The City of Sacramento is finding out the hard way why entities shouldn’t use their General Fund to guarantee bond repayments. Due to the pandemic and the way a bond deal was structured, the City will be forced to draw on its General Fund for as much as five years.
In 2015, the City of Sacramento entered into an agreement with the Sacramento Kings (NBA franchise) to shoulder some of the cost of building a new arena for the team. The projected cost at the time of the build was $477M. According to the agreement, the team would pay around $254M, and the city would pay the remaining $223M.
The city issued bonds for its portion of the project and assumed that it would be able to use a combination of hotel tax revenues and parking revenue to generate money to pay the bonds. New revenue streams from event ticket sales and profit-sharing agreements were supposed to make up the loss of the parking revenue, which would be redirected to debt service.
An inflation provision would raise the lease cost to the Kings between 3%-5% per year, beginning in Year 6 (2021) of the 35-year agreement. The Kings were to pay about $6.5M annually in lease payments for the use of the facility. That would escalate to $7.5M per year. Over time, the other revenue streams would die off, and the income from the lease was to be the only source of revenue to repay the bonds.
What could possibly go wrong?
General fund can’t be all things to everyone
Before the start of the project, opponents sued the City in the hopes of derailing the project. That did not happen, but the court proceedings delayed the project by more than a year. That delay increased the City’s cost of the build. Instead of issuing bonds for $233M, the City instead issued bonds for $300M. The annual debt service on the 5.67% fixed-interest bonds is about $18.3M.

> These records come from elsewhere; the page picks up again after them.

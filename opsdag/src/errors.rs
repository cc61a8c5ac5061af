// src/errors.rs

//! Typed errors for plan validation and execution.
//!
//! Task-body failures are plain [`anyhow::Error`]s; the structured types
//! here cover the plan-level taxonomy: structural problems found before any
//! execution, and a run aborted by a fatal task failure.

use std::sync::Arc;

use thiserror::Error;

use crate::outcome::Report;
use crate::task::TaskId;

pub use anyhow::Result;

/// Structural problems detected by plan validation. No execution occurs.
#[derive(Debug, Error)]
pub enum PlanError {
    #[error("duplicate task name: {0:?}")]
    DuplicateName(String),

    /// Names one edge on the detected cycle.
    #[error("cycle detected: {from:?} depends on {to:?}")]
    Cycle { from: String, to: String },

    /// A dependency handle that does not resolve within this plan. Handles
    /// are only meaningful on the plan that created them.
    #[error("task {task:?} has a dependency handle that does not resolve in this plan")]
    UnknownDependency { task: String, id: TaskId },
}

/// Errors returned by [`Plan::run`](crate::plan::Plan::run).
#[derive(Debug, Error)]
pub enum RunError {
    /// The plan failed validation; nothing ran and there is no report.
    #[error("plan validation: {0}")]
    Validation(#[from] PlanError),

    /// A task failed under a fatal policy (`stop_all`, or `retry` after
    /// exhaustion). Carries the partial report accumulated up to and
    /// including the aborted wave.
    #[error("task {task:?} failed: {error}")]
    Aborted {
        task: String,
        error: Arc<anyhow::Error>,
        report: Report,
    },
}

impl RunError {
    /// The partial report for aborted runs, `None` for validation errors.
    pub fn report(&self) -> Option<&Report> {
        match self {
            RunError::Aborted { report, .. } => Some(report),
            RunError::Validation(_) => None,
        }
    }
}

The plan sort of worked for a while. In 2019, the two revenue streams generated about $8.5M. In 2020, the total revenue stream was $7.5M. The following year, the wheels fell off the plan; the two revenue streams generated just $2.5M, or one-third of the revenues generated just one year earlier. The pandemic certainly had enough firepower to shut down the arena – which it did, along with all the parking and hotels. These were the two revenue streams the City developed to pay the arena’s bond debt. In the absence of these funds, the City had pledged to use General Fund revenues.

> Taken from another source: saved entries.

// src/outcome.rs

//! Outcome model: per-task results, the shared results map, and the
//! aggregate report returned by a plan run.

use std::collections::HashMap;
use std::sync::Arc;
use std::time::Duration;

use serde_json::Value;

/// Execution status of a task.
///
/// `Pending` and `Running` are internal; every task recorded in a final
/// [`Report`] carries one of the four terminal statuses.
#[derive(Debug, Clone, Copy, PartialEq, Eq, Hash)]
pub enum Status {
    Pending,
    Running,
    /// Ran and reported `changed = true`.
    Changed,
    /// Ran and reported `changed = false`.
    Unchanged,
    /// A guard fired before the body ran.
    Skipped,
    /// The body returned an error after retries were exhausted.
    Failed,
}

impl Status {
    /// The public string rendering; part of the API contract.
    pub fn as_str(&self) -> &'static str {
        match self {
            Status::Pending => "pending",
            Status::Running => "running",
            Status::Changed => "changed",
            Status::Unchanged => "unchanged",
            Status::Skipped => "skipped",
            Status::Failed => "failed",
        }
    }
}

impl std::fmt::Display for Status {
    fn fmt(&self, f: &mut std::fmt::Formatter<'_>) -> std::fmt::Result {
        f.write_str(self.as_str())
    }
}

/// The outcome of a single task body execution.
///
/// `changed` is the signal change-gated dependents key off; `data` is an
/// opaque payload for guards and downstream consumers.
#[derive(Debug, Clone, Default)]
pub struct Outcome {
    pub changed: bool,
    pub data: HashMap<String, Value>,
}

impl Outcome {
    /// An outcome with the given change flag and no payload.
    pub fn new(changed: bool) -> Self {
        Self {
            changed,
            data: HashMap::new(),
        }
    }

    /// Attach a payload entry. Returns `self` for chaining.
    pub fn with_data(mut self, key: impl Into<String>, value: Value) -> Self {
        self.data.insert(key.into(), value);
        self
    }
}

/// Map of task name to [`Outcome`] for tasks that ran successfully.
///
/// Custom guards receive a reference to this map; it never contains entries
/// for skipped or failed tasks.
#[derive(Debug, Clone, Default)]
pub struct Results(HashMap<String, Outcome>);

impl Results {
    /// The outcome recorded for `name`, if the task completed.
    pub fn get(&self, name: &str) -> Option<&Outcome> {
        self.0.get(name)
    }

    /// Whether `name` completed with `changed = true`.
    pub fn changed(&self, name: &str) -> bool {
        self.get(name).is_some_and(|o| o.changed)
    }

    pub fn len(&self) -> usize {
        self.0.len()
    }

    pub fn is_empty(&self) -> bool {
        self.0.is_empty()
    }

    pub fn iter(&self) -> impl Iterator<Item = (&str, &Outcome)> {
        self.0.iter().map(|(k, v)| (k.as_str(), v))
    }

    pub(crate) fn insert(&mut self, name: String, outcome: Outcome) {
        self.0.insert(name, outcome);
    }
}

/// Full execution record for one task the runner considered.
#[derive(Debug, Clone)]
pub struct TaskResult {
    pub name: String,
    pub status: Status,
    pub changed: bool,
    pub duration: Duration,
    /// The final attempt's error for failed tasks. Shared so the same error
    /// can also travel in [`RunError::Aborted`](crate::errors::RunError).
    pub error: Option<Arc<anyhow::Error>>,
}

/// Aggregate output of a plan run.
///
/// Task order follows wave order; within a wave, the order tasks were added
/// to the plan.
#[derive(Debug, Clone, Default)]
pub struct Report {
    pub tasks: Vec<TaskResult>,
    pub duration: Duration,
}

impl Report {
    /// Human-readable one-line summary, e.g. `3 tasks, 2 changed, 1 skipped`.
    /// Zero counts are omitted.
    pub fn summary(&self) -> String {
        let mut changed = 0;
        let mut unchanged = 0;
        let mut skipped = 0;
        let mut failed = 0;

        for t in &self.tasks {
            match t.status {
                Status::Changed => changed += 1,
                Status::Unchanged => unchanged += 1,
                Status::Skipped => skipped += 1,
                Status::Failed => failed += 1,
                Status::Pending | Status::Running => {}
            }
        }

        let mut parts = vec![format!("{} tasks", self.tasks.len())];

        if changed > 0 {
            parts.push(format!("{changed} changed"));
        }
        if unchanged > 0 {
            parts.push(format!("{unchanged} unchanged"));
        }
        if skipped > 0 {
            parts.push(format!("{skipped} skipped"));
        }
        if failed > 0 {
            parts.push(format!("{failed} failed"));
        }

        parts.join(", ")
    }
}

So, if you notice, the actual revenue the City collected in 2019 (prior to the pandemic) and the annual debt service on the bonds are not the same number. In fact, the two numbers are not even similar. Layer in the pandemic, which extinguished most of the project’s anticipated revenues for FY 2022 and the City of Sacramento has a problem. The plan was supposed to break even in FY 2022, when the inflation provisions kicked in, and the new equipment installed in the parking garages was paid off. Until FY2022, the City would use its reserves to make up the difference between the incoming revenues and the outgoing bond debt.
Instead, the City will be using General Fund revenues to meet the project’s relatively constant debt service until further notice.

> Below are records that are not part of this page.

// src/logging.rs

//! Logging setup using `tracing` + `tracing-subscriber`.
//!
//! Priority for determining the log level:
//! 1. explicit `level` argument (if provided)
//! 2. `OPSDAG_LOG` environment variable (e.g. "info", "debug")
//! 3. default to `info`

use anyhow::Result;
use tracing_subscriber::fmt;

/// Initialise the global logging subscriber.
///
/// Safe to call once at startup; a second call panics, so this belongs in
/// binaries and examples, not in library code paths.
pub fn init_logging(level: Option<tracing::Level>) -> Result<()> {
    // `tracing::Level` already parses the five level names; it is
    // case-sensitive, so normalise before handing off.
    let level = level.or_else(|| {
        std::env::var("OPSDAG_LOG")
            .ok()
            .and_then(|s| s.trim().to_lowercase().parse().ok())
    });

    fmt()
        .with_max_level(level.unwrap_or(tracing::Level::INFO))
        .with_target(true)
        .with_thread_ids(false)
        .with_thread_names(false)
        .init();

    Ok(())
}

Institutions would be wise to develop back up plans
Sacramento could have put the matter to a vote and sought a tax to pay for the bond debt; instead, the City chose to raise revenues for the project by selling bonds that it guaranteed through its general fund.
While parking revenues are returning to the projected annual revenue, the other income sources haven’t materialized. After draining its reserves to fund the early years of the project’s debt service, the City is now stuck with taking money away from essential services to pay for bond debts.
According to ESPN, the Kings ranked 29th among 30 NBA teams for average home attendance in 2022. Their average home attendance in 2023 was 20th among all NBA franchises. To date this year, the Kings rank 16th in average home attendance. While their home attendance is improving, the Kings have ranked in the bottom half of all NBA teams for home attendance since the Golden 1 Center has opened.
How will the people react to cuts to police, fire, ambulance, sanitation, and road maintenance to ensure that Wells Fargo, Goldman Sachs, Morgan Stanley, and Bank of America/Merrill Lynch get their money on the arena project?
It’s easy to make predictions on paper. Numbers are very cooperative in the planning stages of any project. It’s less easy to construct a backup plan for what an institution will do when their Plan A stops working – or never started working in the first place.